What needs to be done: Beneath this instruction is a listing; print exactly the lines in it starting at the line that contains "Wilson plot figure" and going through the line that contains "Creates the figure".

Data supplied:

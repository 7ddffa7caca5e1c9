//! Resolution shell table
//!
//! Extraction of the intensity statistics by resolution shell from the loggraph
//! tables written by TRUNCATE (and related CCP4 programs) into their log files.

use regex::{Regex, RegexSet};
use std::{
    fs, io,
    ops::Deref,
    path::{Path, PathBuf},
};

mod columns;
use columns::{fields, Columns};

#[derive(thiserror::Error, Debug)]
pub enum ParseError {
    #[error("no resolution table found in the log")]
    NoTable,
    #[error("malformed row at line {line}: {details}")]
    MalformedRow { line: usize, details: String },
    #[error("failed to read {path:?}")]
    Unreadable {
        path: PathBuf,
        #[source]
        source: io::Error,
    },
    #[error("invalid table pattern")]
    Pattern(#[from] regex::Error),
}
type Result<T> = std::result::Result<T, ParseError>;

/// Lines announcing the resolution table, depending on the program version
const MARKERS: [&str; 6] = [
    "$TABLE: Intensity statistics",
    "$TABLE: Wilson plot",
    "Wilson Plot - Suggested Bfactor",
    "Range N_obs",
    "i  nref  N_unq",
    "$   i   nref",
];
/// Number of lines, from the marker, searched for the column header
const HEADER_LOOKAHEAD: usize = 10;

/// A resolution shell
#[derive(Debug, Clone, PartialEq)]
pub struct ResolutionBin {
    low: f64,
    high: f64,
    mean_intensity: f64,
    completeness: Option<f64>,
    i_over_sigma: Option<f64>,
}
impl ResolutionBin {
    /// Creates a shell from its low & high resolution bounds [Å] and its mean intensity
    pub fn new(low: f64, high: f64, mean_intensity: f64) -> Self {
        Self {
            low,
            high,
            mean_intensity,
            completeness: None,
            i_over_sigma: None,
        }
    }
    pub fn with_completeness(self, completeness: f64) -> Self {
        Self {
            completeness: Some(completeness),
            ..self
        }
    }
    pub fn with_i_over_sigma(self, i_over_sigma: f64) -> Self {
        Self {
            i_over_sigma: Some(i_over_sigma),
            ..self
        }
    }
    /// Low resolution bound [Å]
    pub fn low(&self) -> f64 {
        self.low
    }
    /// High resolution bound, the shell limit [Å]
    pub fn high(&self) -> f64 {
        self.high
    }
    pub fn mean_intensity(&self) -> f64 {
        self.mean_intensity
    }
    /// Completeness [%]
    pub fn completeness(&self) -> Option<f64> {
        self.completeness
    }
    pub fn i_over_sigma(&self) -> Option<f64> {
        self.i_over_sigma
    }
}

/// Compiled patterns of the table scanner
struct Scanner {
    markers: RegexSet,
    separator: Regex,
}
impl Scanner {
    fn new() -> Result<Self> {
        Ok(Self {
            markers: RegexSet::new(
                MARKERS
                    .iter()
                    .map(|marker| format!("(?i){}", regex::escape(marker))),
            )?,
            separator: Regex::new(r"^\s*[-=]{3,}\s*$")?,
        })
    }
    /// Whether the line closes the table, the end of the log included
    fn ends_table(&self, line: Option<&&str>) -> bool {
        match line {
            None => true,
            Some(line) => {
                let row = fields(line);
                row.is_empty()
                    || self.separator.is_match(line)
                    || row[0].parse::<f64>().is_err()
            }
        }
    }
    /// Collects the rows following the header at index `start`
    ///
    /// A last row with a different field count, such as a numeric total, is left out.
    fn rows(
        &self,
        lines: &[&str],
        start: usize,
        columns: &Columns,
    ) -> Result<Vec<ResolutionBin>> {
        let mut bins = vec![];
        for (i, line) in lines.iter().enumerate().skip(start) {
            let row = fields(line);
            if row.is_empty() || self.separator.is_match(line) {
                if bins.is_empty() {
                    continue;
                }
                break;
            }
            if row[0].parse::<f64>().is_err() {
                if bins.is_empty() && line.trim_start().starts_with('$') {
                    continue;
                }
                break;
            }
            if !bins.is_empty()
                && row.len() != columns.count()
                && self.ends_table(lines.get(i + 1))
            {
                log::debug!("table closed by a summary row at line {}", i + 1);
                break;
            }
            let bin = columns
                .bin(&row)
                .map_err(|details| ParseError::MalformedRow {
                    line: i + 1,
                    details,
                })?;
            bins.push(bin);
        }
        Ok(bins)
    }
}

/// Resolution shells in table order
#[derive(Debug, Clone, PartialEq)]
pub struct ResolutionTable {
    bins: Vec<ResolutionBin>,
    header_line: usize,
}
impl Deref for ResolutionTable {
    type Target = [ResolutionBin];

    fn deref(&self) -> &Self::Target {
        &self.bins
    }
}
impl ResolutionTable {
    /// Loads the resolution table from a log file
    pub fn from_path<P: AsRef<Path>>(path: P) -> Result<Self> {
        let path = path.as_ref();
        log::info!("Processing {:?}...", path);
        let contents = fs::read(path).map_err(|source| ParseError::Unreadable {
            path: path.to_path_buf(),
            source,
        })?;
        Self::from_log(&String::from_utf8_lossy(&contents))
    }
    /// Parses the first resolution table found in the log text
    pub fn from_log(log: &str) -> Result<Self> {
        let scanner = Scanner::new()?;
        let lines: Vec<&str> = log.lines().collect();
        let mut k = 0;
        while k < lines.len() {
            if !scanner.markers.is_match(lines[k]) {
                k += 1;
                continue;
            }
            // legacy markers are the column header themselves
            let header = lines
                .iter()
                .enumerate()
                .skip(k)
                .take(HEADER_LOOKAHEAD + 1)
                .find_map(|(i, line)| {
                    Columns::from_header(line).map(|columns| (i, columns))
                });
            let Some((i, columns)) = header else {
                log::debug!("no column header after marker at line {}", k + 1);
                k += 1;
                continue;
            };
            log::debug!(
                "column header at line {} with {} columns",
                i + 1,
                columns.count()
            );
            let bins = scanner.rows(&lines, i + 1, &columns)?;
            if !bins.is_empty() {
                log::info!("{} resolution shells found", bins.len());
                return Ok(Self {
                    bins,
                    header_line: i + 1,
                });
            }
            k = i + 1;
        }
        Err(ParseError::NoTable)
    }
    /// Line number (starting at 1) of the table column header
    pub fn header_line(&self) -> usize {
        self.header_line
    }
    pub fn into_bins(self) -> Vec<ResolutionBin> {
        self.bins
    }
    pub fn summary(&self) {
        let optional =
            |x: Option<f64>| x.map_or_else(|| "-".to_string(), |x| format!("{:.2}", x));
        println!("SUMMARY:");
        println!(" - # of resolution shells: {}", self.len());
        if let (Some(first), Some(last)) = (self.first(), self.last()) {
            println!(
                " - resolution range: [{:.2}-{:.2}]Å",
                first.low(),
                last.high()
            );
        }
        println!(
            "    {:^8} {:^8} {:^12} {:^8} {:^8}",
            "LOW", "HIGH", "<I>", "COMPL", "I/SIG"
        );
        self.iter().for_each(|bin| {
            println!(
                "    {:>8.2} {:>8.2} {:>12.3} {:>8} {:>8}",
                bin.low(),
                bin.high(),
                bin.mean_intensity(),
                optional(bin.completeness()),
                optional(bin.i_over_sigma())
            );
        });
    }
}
--
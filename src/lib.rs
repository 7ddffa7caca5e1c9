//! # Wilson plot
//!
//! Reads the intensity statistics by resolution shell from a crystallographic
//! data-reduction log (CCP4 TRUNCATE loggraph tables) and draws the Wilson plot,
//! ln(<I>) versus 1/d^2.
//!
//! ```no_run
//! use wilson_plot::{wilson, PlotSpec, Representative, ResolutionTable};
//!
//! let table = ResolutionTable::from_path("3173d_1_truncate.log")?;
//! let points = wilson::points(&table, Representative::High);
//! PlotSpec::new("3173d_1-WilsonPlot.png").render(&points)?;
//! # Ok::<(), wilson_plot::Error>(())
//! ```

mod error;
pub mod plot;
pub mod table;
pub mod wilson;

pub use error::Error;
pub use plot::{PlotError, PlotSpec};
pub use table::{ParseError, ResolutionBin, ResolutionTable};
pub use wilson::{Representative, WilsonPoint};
---
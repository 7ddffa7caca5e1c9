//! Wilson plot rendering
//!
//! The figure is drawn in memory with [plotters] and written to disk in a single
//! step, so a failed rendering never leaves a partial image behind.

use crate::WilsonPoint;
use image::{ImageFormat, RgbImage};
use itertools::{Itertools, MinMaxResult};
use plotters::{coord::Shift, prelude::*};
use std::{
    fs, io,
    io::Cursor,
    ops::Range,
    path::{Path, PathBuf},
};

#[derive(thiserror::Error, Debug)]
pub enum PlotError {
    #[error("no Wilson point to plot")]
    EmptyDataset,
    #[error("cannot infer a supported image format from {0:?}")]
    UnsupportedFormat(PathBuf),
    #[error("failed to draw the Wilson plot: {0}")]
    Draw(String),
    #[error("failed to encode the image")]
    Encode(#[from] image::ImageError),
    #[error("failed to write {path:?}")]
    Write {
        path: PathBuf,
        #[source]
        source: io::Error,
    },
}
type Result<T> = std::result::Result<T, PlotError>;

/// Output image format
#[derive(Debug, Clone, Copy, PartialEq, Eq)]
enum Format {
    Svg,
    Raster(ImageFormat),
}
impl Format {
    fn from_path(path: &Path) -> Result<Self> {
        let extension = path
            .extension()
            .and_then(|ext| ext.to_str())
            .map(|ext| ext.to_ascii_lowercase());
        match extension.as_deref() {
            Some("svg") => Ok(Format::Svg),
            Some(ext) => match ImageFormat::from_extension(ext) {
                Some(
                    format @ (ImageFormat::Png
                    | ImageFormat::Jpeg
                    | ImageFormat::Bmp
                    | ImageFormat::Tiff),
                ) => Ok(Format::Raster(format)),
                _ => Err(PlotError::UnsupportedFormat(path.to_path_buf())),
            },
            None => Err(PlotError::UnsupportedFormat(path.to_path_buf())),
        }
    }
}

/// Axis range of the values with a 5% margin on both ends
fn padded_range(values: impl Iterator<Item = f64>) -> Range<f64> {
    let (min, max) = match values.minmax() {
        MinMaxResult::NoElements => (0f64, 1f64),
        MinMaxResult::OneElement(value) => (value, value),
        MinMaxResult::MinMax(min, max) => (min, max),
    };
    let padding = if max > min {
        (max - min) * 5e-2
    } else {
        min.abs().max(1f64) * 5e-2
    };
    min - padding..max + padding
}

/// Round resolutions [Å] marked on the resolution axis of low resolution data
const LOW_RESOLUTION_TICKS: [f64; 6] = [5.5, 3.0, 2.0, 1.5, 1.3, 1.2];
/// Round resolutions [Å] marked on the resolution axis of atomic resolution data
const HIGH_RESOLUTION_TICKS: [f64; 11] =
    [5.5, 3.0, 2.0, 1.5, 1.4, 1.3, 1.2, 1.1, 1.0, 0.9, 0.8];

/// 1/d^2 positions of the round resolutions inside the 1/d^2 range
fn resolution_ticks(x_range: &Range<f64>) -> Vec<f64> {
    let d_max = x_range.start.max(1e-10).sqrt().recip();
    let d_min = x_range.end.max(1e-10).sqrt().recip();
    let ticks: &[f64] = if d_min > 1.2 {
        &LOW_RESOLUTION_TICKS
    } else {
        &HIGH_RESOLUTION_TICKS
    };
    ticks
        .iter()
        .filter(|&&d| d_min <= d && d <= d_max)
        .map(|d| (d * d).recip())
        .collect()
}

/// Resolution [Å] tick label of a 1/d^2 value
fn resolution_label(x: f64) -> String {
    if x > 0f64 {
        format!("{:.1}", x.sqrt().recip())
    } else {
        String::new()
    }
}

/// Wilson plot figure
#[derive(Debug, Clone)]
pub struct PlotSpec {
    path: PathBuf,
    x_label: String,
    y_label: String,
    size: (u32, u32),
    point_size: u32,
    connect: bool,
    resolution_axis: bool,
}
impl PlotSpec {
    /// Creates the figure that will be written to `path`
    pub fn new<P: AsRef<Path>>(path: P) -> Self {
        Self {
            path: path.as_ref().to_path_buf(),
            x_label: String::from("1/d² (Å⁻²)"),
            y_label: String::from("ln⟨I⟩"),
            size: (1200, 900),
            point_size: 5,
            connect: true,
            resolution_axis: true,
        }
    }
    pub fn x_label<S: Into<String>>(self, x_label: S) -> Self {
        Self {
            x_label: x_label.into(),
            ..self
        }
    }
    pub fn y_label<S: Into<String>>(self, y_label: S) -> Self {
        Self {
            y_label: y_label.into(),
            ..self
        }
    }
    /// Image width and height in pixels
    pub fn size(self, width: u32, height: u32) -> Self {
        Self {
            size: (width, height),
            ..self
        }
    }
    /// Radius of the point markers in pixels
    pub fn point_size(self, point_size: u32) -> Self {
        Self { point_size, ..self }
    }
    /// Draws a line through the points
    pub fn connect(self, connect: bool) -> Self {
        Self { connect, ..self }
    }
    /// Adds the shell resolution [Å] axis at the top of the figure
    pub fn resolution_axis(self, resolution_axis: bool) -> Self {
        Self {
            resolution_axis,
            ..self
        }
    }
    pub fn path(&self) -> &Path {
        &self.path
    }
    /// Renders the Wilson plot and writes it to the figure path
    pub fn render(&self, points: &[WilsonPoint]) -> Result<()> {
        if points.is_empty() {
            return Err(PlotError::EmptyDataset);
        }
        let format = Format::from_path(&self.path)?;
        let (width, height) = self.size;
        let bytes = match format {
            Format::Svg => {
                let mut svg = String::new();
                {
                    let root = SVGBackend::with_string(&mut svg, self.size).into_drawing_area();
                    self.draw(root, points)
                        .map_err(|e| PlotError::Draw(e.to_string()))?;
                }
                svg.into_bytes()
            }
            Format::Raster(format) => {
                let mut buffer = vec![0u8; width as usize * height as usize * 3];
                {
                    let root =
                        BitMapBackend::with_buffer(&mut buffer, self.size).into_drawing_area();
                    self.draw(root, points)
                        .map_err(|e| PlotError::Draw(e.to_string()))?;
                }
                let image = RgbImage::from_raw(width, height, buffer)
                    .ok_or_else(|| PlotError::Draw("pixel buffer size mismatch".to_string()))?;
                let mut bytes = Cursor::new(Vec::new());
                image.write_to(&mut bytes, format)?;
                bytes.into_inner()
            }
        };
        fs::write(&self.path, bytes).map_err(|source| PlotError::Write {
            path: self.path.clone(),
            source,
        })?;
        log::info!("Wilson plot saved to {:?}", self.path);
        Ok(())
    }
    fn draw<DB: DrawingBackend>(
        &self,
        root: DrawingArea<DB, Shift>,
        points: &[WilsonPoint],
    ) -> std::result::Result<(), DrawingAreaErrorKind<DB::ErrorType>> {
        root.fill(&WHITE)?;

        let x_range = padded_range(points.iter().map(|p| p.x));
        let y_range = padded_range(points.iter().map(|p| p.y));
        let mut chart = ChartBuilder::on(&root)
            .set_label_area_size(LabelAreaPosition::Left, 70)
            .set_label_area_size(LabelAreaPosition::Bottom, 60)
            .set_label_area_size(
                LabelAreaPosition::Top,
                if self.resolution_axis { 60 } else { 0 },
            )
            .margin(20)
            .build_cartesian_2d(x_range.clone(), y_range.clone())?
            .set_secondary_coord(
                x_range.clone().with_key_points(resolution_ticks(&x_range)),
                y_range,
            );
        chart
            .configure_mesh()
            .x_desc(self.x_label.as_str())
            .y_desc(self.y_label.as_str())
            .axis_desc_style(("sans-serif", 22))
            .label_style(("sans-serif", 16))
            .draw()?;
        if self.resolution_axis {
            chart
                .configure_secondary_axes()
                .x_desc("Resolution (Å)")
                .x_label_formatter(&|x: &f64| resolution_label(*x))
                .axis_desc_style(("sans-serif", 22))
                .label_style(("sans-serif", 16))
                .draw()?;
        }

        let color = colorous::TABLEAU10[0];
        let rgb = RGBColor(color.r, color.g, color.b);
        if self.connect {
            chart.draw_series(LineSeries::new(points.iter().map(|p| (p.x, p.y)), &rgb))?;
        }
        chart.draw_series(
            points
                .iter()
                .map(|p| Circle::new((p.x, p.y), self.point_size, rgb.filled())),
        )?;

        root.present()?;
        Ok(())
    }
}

Result for this task:
/// Wilson plot figure
#[derive(Debug, Clone)]
pub struct PlotSpec {
    path: PathBuf,
    x_label: String,
    y_label: String,
    size: (u32, u32),
    point_size: u32,
    connect: bool,
    resolution_axis: bool,
}
impl PlotSpec {
    /// Creates the figure that will be written to `path`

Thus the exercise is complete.